**What is expected:** Set down exactly, with nothing added, the lines from the one containing "pub fn save_history(&mut" through the end of the entries.

**Stored data:**
******

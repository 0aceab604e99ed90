// Line input for the interactive session
//
// Wraps rustyline with persistent history at ~/.cmdsage/history.txt.
// Ctrl+C and Ctrl+D both read as end-of-session.

use std::path::PathBuf;

use anyhow::{Context, Result};
use rustyline::error::ReadlineError;
use rustyline::DefaultEditor;

pub struct InputHandler {
    editor: DefaultEditor,
    history_path: PathBuf,
}

impl InputHandler {
    pub fn new() -> Result<Self> {
        let path = dirs::home_dir()
            .context("could not determine home directory")?
            .join(".cmdsage")
            .join("history.txt");
        Self::at_path(path)
    }

    /// Handler with history at an explicit path.
    pub fn at_path(history_path: PathBuf) -> Result<Self> {
        let mut editor = DefaultEditor::new().context("could not initialize line editor")?;
        if history_path.exists() {
            // A stale or unreadable history file is not worth failing over
            let _ = editor.load_history(&history_path);
        }
        Ok(Self {
            editor,
            history_path,
        })
    }

    /// One line of input, trimmed. `None` means the user ended the session
    /// with Ctrl+C or Ctrl+D.
    pub fn read_line(&mut self, prompt: &str) -> Result<Option<String>> {
        match self.editor.readline(prompt) {
            Ok(line) => {
                let line = line.trim().to_string();
                if !line.is_empty() {
                    let _ = self.editor.add_history_entry(&line);
                }
                Ok(Some(line))
            }
            Err(ReadlineError::Interrupted) | Err(ReadlineError::Eof) => Ok(None),
            Err(e) => Err(e).context("could not read input"),
        }
    }

    pub fn save_history(&mut self) -> Result<()> {
        if let Some(parent) = self.history_path.parent() {
            std::fs::create_dir_all(parent)
                .with_context(|| format!("failed to create {}", parent.display()))?;
        }
        self.editor
            .save_history(&self.history_path)
            .with_context(|| format!("failed to write {}", self.history_path.display()))
    }
}

#[cfg(test)]
mod tests {
    use super::*;

    #[test]
    fn test_save_history_creates_parent_directory() {
        let dir = tempfile::tempdir().unwrap();
        let path = dir.path().join("nested").join("history.txt");

        let mut input = InputHandler::at_path(path.clone()).unwrap();
        input
            .editor
            .add_history_entry("how do I list files")
            .unwrap();
        input.save_history().unwrap();

        assert!(path.exists());
    }

    #[test]
    fn test_existing_history_loads_without_error() {
        let dir = tempfile::tempdir().unwrap();
        let path = dir.path().join("history.txt");
        std::fs::write(&path, "first question\nsecond question\n").unwrap();

        InputHandler::at_path(path).unwrap();
    }
}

******

**Exercise answer:**
    pub fn save_history(&mut self) -> Result<()> {
        if let Some(parent) = self.history_path.parent() {
            std::fs::create_dir_all(parent)
                .with_context(|| format!("failed to create {}", parent.display()))?;
        }
        self.editor
            .save_history(&self.history_path)
            .with_context(|| format!("failed to write {}", self.history_path.display()))
    }
}

#[cfg(test)]
mod tests {
    use super::*;

    #[test]
    fn test_save_history_creates_parent_directory() {
        let dir = tempfile::tempdir().unwrap();
        let path = dir.path().join("nested").join("history.txt");

        let mut input = InputHandler::at_path(path.clone()).unwrap();
        input
            .editor
            .add_history_entry("how do I list files")
            .unwrap();
        input.save_history().unwrap();

        assert!(path.exists());
    }

    #[test]
    fn test_existing_history_loads_without_error() {
        let dir = tempfile::tempdir().unwrap();
        let path = dir.path().join("history.txt");
        std::fs::write(&path, "first question\nsecond question\n").unwrap();

        InputHandler::at_path(path).unwrap();
    }
}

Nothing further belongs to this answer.